Michael J. Fox Calls on Parkinson's Patients To Join 'Fox Trail Finder'

Dec. 8, 2011
Michael J. Fox
Michael J. Fox

Michael J. Fox, in his continued quest to outfox Parkinson's disease, is calling on people with Parkinson's and those without the disease to join the Fox Trial Finder, a new Web tool that connects volunteers with clinical trials that desperately need Parkinson's patients to test new drugs and other treatments. Fox and his Fox Trial Finder are featured in the latest issue of Neurology Now, the American Academy of Neurology's award-winning magazine for patients and caregivers, published by Lippincott Williams & Wilkins, part of Wolters Kluwer Health.

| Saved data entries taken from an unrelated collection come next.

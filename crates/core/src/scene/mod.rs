//! Scene/template host model.
//!
//! The binding registry never talks to a live editor directly; it works
//! against this small model of the host's data:
//! - `TemplateAsset`: the reusable node hierarchy (one YAML file per asset).
//! - `LiveInstance`: an instantiated copy whose nodes remember which template
//!   node they came from.
//! - `TemplateStore`: lookup of template assets by identity.
//!
//! Identity resolution on top of these types lives in [`identity`].

pub mod identity;

use std::collections::HashMap;
use std::fmt;

use serde::{Deserialize, Serialize};

pub use identity::{
    refresh_after_structural_change, resolve_path_relative, resolve_stable_id, IdentityError,
    ResolvedIdentity, StaleEntry,
};

/// Sentinel stored in a binding's relative path when the target *is* the
/// binding set's root node.
pub const ROOT_SENTINEL: &str = "[ROOT]";

/// Durable identifier of a node within a template asset.
///
/// Display names collide and nodes move; this is the value that survives
/// both. It maps to the host's per-node file id and is the only field the
/// registry trusts as identity.
#[derive(
    Debug, Clone, Copy, PartialEq, Eq, Hash, PartialOrd, Ord, Serialize, Deserialize, Default,
)]
#[serde(transparent)]
pub struct StableId(pub u64);

impl fmt::Display for StableId {
    fn fmt(&self, f: &mut fmt::Formatter<'_>) -> fmt::Result {
        write!(f, "{}", self.0)
    }
}

/// Identifier of a template asset, stable across instances of it.
#[derive(Debug, Clone, PartialEq, Eq, Hash, Serialize, Deserialize, Default)]
#[serde(transparent)]
pub struct TemplateAssetId(pub String);

impl TemplateAssetId {
    pub fn new(id: impl Into<String>) -> Self {
        Self(id.into())
    }

    pub fn as_str(&self) -> &str {
        &self.0
    }
}

impl fmt::Display for TemplateAssetId {
    fn fmt(&self, f: &mut fmt::Formatter<'_>) -> fmt::Result {
        f.write_str(&self.0)
    }
}

impl From<&str> for TemplateAssetId {
    fn from(value: &str) -> Self {
        Self(value.to_string())
    }
}

/// One node in a template asset's hierarchy.
#[derive(Debug, Clone, PartialEq, Eq, Serialize, Deserialize)]
pub struct TemplateNode {
    pub stable_id: StableId,
    pub name: String,
    /// Qualified type names of the capabilities attached to this node.
    #[serde(default, skip_serializing_if = "Vec::is_empty")]
    pub capabilities: Vec<String>,
    #[serde(default, skip_serializing_if = "Vec::is_empty")]
    pub children: Vec<TemplateNode>,
    /// Set when this node is itself an instance of another template asset.
    #[serde(default, skip_serializing_if = "Option::is_none")]
    pub nested_template: Option<TemplateAssetId>,
}

impl TemplateNode {
    pub fn new(stable_id: StableId, name: impl Into<String>) -> Self {
        Self {
            stable_id,
            name: name.into(),
            capabilities: Vec::new(),
            children: Vec::new(),
            nested_template: None,
        }
    }

    /// Builder-style helper to attach a capability qualified name.
    pub fn with_capability(mut self, qualified: impl Into<String>) -> Self {
        self.capabilities.push(qualified.into());
        self
    }

    /// Builder-style helper to append a child node.
    pub fn with_child(mut self, child: TemplateNode) -> Self {
        self.children.push(child);
        self
    }

    /// Whether a capability with the given qualified name is attached here.
    pub fn has_capability(&self, qualified: &str) -> bool {
        self.capabilities.iter().any(|c| c == qualified)
    }

    /// Walk a `/`-separated display-name path below this node.
    ///
    /// An empty path or the ROOT sentinel returns this node itself.
    pub fn find_by_path(&self, path: &str) -> Option<&TemplateNode> {
        if path.is_empty() || path == ROOT_SENTINEL {
            return Some(self);
        }
        let mut current = self;
        for segment in path.split('/') {
            current = current.children.iter().find(|c| c.name == segment)?;
        }
        Some(current)
    }
}

/// A reusable template asset: an identity plus a node hierarchy.
///
/// On disk this is one YAML document per asset (see
/// [`TemplateAsset::from_yaml`]); in the editor host it corresponds to the
/// prefab-like source the live instances are kept in sync with.
#[derive(Debug, Clone, PartialEq, Eq, Serialize, Deserialize)]
pub struct TemplateAsset {
    pub id: TemplateAssetId,
    pub root: TemplateNode,
}

impl TemplateAsset {
    pub fn new(id: impl Into<TemplateAssetId>, root: TemplateNode) -> Self {
        Self { id: id.into(), root }
    }

    /// Parse a template asset from its YAML representation.
    pub fn from_yaml(text: &str) -> Result<Self, serde_yaml::Error> {
        serde_yaml::from_str(text)
    }

    /// Serialize the asset back to YAML.
    pub fn to_yaml(&self) -> Result<String, serde_yaml::Error> {
        serde_yaml::to_string(self)
    }

    /// All nodes in preorder, root first.
    pub fn nodes(&self) -> Vec<&TemplateNode> {
        let mut out = Vec::new();
        collect_nodes(&self.root, &mut out);
        out
    }

    /// Look up a node anywhere in the hierarchy by its durable identifier.
    pub fn node(&self, id: StableId) -> Option<&TemplateNode> {
        self.nodes().into_iter().find(|n| n.stable_id == id)
    }

    pub fn contains(&self, id: StableId) -> bool {
        self.node(id).is_some()
    }

    /// Stable ids that appear more than once in the hierarchy.
    ///
    /// A well-formed asset has none; authored YAML is checked with this
    /// before registration.
    pub fn duplicate_stable_ids(&self) -> Vec<StableId> {
        let mut seen = HashMap::new();
        for node in self.nodes() {
            *seen.entry(node.stable_id).or_insert(0u32) += 1;
        }
        let mut dupes: Vec<StableId> =
            seen.into_iter().filter(|(_, count)| *count > 1).map(|(id, _)| id).collect();
        dupes.sort();
        dupes
    }

    /// Display-name path from (and including) the asset root down to `target`.
    pub fn absolute_path(&self, target: StableId) -> Option<String> {
        let mut trail = Vec::new();
        if find_trail(&self.root, target, &mut trail) {
            Some(trail.join("/"))
        } else {
            None
        }
    }

    /// Display-name path from the node at `root` down to `target`, excluding
    /// the root's own name. Returns the ROOT sentinel when the two coincide,
    /// and `None` when either id is unknown or `target` is not below `root`.
    pub fn relative_path(&self, root: StableId, target: StableId) -> Option<String> {
        if root == target {
            return self.contains(root).then(|| ROOT_SENTINEL.to_string());
        }
        let start = self.node(root)?;
        let mut trail = Vec::new();
        if find_trail(start, target, &mut trail) {
            // The trail includes the starting node's own name; drop it.
            Some(trail[1..].join("/"))
        } else {
            None
        }
    }
}

fn collect_nodes<'a>(node: &'a TemplateNode, out: &mut Vec<&'a TemplateNode>) {
    out.push(node);
    for child in &node.children {
        collect_nodes(child, out);
    }
}

fn find_trail(node: &TemplateNode, target: StableId, trail: &mut Vec<String>) -> bool {
    trail.push(node.name.clone());
    if node.stable_id == target {
        return true;
    }
    for child in &node.children {
        if find_trail(child, target, trail) {
            return true;
        }
    }
    trail.pop();
    false
}

/// One node of a live, instantiated copy of a template.
///
/// `name` is the instance-local display name and may drift from the template;
/// `source_id` is the correspondence back to the template node and never
/// changes while the instance stays connected.
#[derive(Debug, Clone, PartialEq, Eq, Serialize, Deserialize)]
pub struct LiveNode {
    pub name: String,
    #[serde(default, skip_serializing_if = "Option::is_none")]
    pub source_id: Option<StableId>,
    /// Which template asset `source_id` belongs to, when this subtree wraps a
    /// nested template instance. `None` means the owning instance's template.
    #[serde(default, skip_serializing_if = "Option::is_none")]
    pub source_template: Option<TemplateAssetId>,
    #[serde(default, skip_serializing_if = "Vec::is_empty")]
    pub children: Vec<LiveNode>,
}

impl LiveNode {
    /// Depth-first search for the live node corresponding to a stable id.
    pub fn find_by_source(&self, id: StableId) -> Option<&LiveNode> {
        if self.source_id == Some(id) {
            return Some(self);
        }
        self.children.iter().find_map(|c| c.find_by_source(id))
    }

    /// Mutable lookup by correspondence, used by hosts applying local edits.
    pub fn find_by_source_mut(&mut self, id: StableId) -> Option<&mut LiveNode> {
        if self.source_id == Some(id) {
            return Some(self);
        }
        self.children.iter_mut().find_map(|c| c.find_by_source_mut(id))
    }
}

/// A live instance of a template asset, positioned somewhere in a scene.
#[derive(Debug, Clone, PartialEq, Eq, Serialize, Deserialize)]
pub struct LiveInstance {
    pub template: TemplateAssetId,
    /// Full display-name path from the scene root to the instance root.
    pub path_in_scene: String,
    pub root: LiveNode,
}

impl LiveInstance {
    /// Create a pristine instance mirroring the asset's structure one-to-one.
    pub fn instantiate(asset: &TemplateAsset, path_in_scene: impl Into<String>) -> Self {
        Self {
            template: asset.id.clone(),
            path_in_scene: path_in_scene.into(),
            root: mirror_node(&asset.root),
        }
    }
}

fn mirror_node(node: &TemplateNode) -> LiveNode {
    LiveNode {
        name: node.name.clone(),
        source_id: Some(node.stable_id),
        source_template: node.nested_template.clone(),
        children: node.children.iter().map(mirror_node).collect(),
    }
}

/// Lookup of template assets by identity.
///
/// The editor host backs this with its asset database; tests and the CLI use
/// [`InMemoryTemplateStore`] filled from YAML files.
pub trait TemplateStore {
    fn template(&self, id: &TemplateAssetId) -> Option<&TemplateAsset>;

    fn template_ids(&self) -> Vec<TemplateAssetId>;
}

/// Simple map-backed template store.
#[derive(Debug, Default)]
pub struct InMemoryTemplateStore {
    templates: HashMap<TemplateAssetId, TemplateAsset>,
}

impl InMemoryTemplateStore {
    pub fn new() -> Self {
        Self::default()
    }

    /// Insert an asset, replacing any previous asset with the same id.
    pub fn insert(&mut self, asset: TemplateAsset) {
        self.templates.insert(asset.id.clone(), asset);
    }
}

impl TemplateStore for InMemoryTemplateStore {
    fn template(&self, id: &TemplateAssetId) -> Option<&TemplateAsset> {
        self.templates.get(id)
    }

    fn template_ids(&self) -> Vec<TemplateAssetId> {
        let mut ids: Vec<TemplateAssetId> = self.templates.keys().cloned().collect();
        ids.sort_by(|a, b| a.0.cmp(&b.0));
        ids
    }
}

Fox Trial Finder, created by The Michael J. Fox Foundation for Parkinson's Research, helps people find clinical trials close to where they live and that may be a good match. It also empowers people by allowing them to take a proactive step in the fight against Parkinson's disease. People without Parkinson's can also join the Fox Trial Finder as clinical trials often need people without the disease to be studied.

"When I got my diagnosis, the first thing the doctor did was give me a prescription. If that doctor could have also given me a pamphlet describing something I could do to help myself and others over the long-term, that would have meant everything," Fox tells Neurology Now. "So, that's our vision. That's what we are working toward every day. We want patients and the Parkinson's community to receive the message: There is something you can do."

The Fox Trial Finder is part of a larger goal to bring better treatments to patients as quickly as possible. According to Fox's Foundation, less than one in 10 people with Parkinson's ever participate in a clinical trial and around 85 percent of clinical trials finish late because of trouble recruiting volunteers. Research shows that the majority of people with Parkinson's are willing to participate, but they don't know about the trials and websites for clinical trials have been hard to navigate.

"One of the greatest privileges for me is to be in this position where I am constantly exposed to the creativity and passion and commitment of the Parkinson's community," Fox tells Neurology Now. "All the different ways people are getting on the bus, doing whatever they can to help move the dial. When the cure is found -- and it will be -- it won't be because of me or our foundation. It will be because of all of us working together."

Learn more about Fox's story in the latest issue of Neurology Now at http://www.neurologynow.com and the Fox Trial Finder at http://www.foxtrialfinder.com.

The American Academy of Neurology, an association of more than 24,000 neurologists and neuroscience professionals, is dedicated to promoting the highest quality patient-centered neurologic care. A neurologist is a doctor with specialized training in diagnosing, treating and managing disorders of the brain and nervous system such as Alzheimer's disease, stroke, migraine, multiple sclerosis, brain injury, Parkinson's disease and epilepsy.